- **DIRECTIONS**:
Repeat exactly the lines from the start of the records below through the line that contains "apart from the", including both.

*** ENTRIES SHOWN ***

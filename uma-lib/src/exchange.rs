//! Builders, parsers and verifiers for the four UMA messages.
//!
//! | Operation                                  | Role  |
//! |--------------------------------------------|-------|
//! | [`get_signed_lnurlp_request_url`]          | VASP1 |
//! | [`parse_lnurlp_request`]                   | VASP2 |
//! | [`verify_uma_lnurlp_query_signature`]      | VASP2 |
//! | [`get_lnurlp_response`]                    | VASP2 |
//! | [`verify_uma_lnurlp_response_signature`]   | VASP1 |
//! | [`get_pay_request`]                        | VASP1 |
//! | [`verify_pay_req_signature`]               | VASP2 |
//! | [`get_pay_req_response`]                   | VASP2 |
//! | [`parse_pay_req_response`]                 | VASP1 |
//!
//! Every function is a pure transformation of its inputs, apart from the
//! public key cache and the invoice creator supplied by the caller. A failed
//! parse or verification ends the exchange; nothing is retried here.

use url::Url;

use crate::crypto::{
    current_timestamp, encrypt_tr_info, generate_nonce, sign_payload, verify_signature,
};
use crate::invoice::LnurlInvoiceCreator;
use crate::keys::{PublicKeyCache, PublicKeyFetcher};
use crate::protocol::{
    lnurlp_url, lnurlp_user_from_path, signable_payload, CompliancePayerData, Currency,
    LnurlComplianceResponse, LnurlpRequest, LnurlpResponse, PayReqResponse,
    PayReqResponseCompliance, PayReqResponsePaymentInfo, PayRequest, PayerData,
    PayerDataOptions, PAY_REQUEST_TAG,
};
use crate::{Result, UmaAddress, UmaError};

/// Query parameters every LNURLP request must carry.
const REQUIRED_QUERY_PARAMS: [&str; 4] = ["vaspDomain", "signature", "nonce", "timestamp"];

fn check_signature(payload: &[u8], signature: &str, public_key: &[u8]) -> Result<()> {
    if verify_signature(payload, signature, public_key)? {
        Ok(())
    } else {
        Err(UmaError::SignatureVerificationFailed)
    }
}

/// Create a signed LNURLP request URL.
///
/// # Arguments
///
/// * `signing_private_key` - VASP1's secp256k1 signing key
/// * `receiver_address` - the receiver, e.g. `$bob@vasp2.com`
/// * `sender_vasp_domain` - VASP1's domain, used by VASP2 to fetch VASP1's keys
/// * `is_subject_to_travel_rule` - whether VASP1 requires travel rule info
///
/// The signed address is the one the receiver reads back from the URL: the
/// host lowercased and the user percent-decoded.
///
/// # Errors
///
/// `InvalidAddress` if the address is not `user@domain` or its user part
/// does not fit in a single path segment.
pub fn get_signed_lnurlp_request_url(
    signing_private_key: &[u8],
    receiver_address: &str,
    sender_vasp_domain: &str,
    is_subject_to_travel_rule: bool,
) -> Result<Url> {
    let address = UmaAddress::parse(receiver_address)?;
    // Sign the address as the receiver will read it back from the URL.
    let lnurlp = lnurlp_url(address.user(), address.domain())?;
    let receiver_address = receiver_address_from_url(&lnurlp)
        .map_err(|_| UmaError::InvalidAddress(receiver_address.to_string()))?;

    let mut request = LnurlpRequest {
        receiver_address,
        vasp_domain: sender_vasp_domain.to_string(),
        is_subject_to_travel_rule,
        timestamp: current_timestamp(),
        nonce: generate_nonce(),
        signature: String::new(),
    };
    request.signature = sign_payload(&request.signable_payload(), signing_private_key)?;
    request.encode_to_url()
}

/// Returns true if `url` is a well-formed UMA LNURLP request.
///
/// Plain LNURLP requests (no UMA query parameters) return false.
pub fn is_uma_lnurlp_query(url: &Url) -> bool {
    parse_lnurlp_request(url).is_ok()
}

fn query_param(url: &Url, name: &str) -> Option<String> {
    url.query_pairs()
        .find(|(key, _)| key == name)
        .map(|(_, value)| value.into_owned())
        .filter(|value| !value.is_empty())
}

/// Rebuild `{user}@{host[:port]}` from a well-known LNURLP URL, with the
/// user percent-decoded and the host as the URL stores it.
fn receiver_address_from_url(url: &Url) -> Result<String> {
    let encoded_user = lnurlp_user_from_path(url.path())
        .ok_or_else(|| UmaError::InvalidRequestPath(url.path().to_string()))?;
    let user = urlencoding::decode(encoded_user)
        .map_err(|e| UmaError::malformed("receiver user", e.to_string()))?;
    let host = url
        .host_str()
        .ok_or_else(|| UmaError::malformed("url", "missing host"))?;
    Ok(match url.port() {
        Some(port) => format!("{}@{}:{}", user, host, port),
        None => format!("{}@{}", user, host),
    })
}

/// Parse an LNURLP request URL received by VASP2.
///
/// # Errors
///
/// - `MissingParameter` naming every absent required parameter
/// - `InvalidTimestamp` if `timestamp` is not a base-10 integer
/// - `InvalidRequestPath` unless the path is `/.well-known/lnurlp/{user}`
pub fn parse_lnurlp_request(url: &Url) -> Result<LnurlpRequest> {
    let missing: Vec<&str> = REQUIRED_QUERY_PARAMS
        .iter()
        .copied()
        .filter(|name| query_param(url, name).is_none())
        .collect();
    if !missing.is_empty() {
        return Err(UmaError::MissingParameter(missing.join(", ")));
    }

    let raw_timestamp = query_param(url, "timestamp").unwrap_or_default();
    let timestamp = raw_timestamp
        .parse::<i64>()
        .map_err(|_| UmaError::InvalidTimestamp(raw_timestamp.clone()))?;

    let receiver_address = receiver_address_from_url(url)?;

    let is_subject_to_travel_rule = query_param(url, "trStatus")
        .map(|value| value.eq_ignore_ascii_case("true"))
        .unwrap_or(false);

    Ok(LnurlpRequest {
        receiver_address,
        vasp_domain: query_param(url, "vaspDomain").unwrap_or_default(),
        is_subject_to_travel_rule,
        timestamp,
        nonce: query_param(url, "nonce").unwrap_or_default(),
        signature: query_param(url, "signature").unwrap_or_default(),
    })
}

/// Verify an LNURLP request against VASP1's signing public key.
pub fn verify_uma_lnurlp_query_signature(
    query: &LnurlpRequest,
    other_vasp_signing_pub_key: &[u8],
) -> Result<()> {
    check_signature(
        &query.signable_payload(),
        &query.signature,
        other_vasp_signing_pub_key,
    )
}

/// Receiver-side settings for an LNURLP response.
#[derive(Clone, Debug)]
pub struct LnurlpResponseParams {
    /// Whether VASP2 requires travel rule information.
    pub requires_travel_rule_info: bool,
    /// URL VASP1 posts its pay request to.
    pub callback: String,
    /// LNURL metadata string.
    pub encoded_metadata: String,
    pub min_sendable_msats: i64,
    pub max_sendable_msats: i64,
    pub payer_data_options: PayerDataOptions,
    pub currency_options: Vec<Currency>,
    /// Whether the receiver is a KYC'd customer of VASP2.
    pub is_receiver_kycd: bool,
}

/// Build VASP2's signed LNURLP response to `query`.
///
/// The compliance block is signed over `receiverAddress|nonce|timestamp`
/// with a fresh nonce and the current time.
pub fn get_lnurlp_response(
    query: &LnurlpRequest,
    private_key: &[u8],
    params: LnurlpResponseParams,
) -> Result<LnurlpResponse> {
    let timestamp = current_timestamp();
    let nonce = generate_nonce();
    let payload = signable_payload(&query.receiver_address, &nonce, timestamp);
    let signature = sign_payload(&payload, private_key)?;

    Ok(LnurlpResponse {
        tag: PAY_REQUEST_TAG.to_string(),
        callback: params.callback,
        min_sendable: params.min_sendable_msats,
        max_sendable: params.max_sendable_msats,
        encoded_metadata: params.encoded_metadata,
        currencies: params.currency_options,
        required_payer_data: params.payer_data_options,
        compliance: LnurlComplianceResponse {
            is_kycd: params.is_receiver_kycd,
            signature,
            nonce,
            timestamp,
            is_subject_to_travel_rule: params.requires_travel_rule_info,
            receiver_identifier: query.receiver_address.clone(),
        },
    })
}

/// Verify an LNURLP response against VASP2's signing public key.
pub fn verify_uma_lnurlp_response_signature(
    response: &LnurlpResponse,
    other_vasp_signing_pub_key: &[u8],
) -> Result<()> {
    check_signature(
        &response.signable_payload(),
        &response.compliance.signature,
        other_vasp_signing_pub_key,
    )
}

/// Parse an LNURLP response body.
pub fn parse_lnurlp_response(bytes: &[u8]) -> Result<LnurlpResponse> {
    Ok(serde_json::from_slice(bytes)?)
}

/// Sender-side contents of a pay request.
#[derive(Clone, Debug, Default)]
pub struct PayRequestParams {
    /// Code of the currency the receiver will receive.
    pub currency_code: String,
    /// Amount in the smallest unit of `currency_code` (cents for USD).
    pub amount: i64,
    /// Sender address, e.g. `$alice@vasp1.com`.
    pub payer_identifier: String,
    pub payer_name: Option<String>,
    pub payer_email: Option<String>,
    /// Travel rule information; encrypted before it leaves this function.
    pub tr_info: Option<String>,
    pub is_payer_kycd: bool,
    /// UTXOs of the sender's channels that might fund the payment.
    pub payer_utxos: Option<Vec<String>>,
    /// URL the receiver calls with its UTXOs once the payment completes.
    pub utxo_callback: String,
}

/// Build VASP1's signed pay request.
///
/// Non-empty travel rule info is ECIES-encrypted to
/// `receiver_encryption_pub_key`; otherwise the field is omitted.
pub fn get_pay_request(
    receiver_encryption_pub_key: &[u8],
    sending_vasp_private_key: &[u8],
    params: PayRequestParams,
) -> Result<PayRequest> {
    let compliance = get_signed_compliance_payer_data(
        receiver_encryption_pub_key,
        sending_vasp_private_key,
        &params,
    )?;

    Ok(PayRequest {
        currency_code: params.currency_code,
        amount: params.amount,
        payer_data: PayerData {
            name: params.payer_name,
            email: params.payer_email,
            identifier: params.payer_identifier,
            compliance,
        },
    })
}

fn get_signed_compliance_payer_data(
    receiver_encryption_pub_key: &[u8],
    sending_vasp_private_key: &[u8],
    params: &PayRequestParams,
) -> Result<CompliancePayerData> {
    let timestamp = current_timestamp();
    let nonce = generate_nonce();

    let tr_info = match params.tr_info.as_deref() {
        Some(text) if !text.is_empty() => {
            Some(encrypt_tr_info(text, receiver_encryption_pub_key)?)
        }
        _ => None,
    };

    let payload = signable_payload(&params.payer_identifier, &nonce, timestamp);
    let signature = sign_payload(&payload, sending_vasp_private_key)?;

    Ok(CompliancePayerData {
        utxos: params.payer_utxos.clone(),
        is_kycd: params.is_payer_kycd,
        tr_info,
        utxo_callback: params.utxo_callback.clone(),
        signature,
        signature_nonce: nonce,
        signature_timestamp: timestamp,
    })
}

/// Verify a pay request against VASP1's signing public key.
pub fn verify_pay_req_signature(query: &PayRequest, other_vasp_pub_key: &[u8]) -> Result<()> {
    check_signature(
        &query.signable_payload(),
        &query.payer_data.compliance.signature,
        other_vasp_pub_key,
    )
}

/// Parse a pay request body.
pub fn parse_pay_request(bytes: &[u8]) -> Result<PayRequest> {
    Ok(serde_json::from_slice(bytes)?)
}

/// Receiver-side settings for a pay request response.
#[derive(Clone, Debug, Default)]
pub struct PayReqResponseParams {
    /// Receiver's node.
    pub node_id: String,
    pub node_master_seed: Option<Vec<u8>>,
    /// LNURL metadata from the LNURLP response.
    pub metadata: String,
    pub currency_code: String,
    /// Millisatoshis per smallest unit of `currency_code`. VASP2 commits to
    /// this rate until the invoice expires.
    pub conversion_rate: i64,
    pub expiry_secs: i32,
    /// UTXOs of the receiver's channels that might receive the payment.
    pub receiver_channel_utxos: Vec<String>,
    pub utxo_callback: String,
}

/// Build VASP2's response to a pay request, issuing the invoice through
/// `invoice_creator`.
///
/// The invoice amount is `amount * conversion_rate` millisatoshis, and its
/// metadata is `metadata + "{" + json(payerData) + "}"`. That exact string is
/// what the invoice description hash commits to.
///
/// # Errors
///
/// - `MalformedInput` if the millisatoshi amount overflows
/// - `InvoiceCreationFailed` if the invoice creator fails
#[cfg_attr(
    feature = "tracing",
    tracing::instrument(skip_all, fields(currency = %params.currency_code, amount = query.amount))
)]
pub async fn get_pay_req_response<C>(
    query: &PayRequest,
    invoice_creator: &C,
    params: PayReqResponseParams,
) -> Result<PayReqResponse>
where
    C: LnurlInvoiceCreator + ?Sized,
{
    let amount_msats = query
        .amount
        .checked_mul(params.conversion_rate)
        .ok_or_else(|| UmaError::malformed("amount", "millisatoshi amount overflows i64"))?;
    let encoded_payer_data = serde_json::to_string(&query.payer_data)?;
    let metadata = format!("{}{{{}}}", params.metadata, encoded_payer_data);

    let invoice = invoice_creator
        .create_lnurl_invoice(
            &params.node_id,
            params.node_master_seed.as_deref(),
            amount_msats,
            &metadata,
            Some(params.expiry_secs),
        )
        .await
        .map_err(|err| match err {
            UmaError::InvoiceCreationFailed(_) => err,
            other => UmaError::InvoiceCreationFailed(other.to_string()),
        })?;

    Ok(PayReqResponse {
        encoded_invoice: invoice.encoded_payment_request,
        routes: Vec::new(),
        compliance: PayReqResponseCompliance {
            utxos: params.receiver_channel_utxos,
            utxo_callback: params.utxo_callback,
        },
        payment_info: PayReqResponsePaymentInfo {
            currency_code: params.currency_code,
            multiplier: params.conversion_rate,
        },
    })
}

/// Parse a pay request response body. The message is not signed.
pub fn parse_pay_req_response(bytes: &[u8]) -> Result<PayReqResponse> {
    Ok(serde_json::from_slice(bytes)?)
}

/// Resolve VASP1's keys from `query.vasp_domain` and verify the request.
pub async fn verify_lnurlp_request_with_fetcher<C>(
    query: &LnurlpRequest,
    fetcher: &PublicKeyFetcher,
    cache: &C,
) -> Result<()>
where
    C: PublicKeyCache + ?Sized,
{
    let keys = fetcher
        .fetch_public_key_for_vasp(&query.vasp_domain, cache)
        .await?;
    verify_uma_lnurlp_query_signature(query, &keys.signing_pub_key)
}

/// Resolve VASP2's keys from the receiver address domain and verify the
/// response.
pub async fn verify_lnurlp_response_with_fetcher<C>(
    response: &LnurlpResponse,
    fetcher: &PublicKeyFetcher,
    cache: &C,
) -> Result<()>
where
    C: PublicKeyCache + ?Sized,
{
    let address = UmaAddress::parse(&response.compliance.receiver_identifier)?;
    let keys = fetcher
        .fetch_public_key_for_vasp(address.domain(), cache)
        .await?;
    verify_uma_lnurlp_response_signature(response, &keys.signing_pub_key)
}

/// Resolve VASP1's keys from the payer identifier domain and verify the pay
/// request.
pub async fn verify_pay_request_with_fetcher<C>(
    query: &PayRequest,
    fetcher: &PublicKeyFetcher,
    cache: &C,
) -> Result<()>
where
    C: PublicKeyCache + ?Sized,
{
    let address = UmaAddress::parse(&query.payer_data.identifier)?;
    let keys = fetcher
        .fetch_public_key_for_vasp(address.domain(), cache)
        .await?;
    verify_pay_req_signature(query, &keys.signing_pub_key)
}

***

- **PROBLEM SOLUTION**:
filename uma-lib/src/exchange.rs
//! Builders, parsers and verifiers for the four UMA messages.
//!
//! | Operation                                  | Role  |
//! |--------------------------------------------|-------|
//! | [`get_signed_lnurlp_request_url`]          | VASP1 |
//! | [`parse_lnurlp_request`]                   | VASP2 |
//! | [`verify_uma_lnurlp_query_signature`]      | VASP2 |
//! | [`get_lnurlp_response`]                    | VASP2 |
//! | [`verify_uma_lnurlp_response_signature`]   | VASP1 |
//! | [`get_pay_request`]                        | VASP1 |
//! | [`verify_pay_req_signature`]               | VASP2 |
//! | [`get_pay_req_response`]                   | VASP2 |
//! | [`parse_pay_req_response`]                 | VASP1 |
//!
//! Every function is a pure transformation of its inputs, apart from the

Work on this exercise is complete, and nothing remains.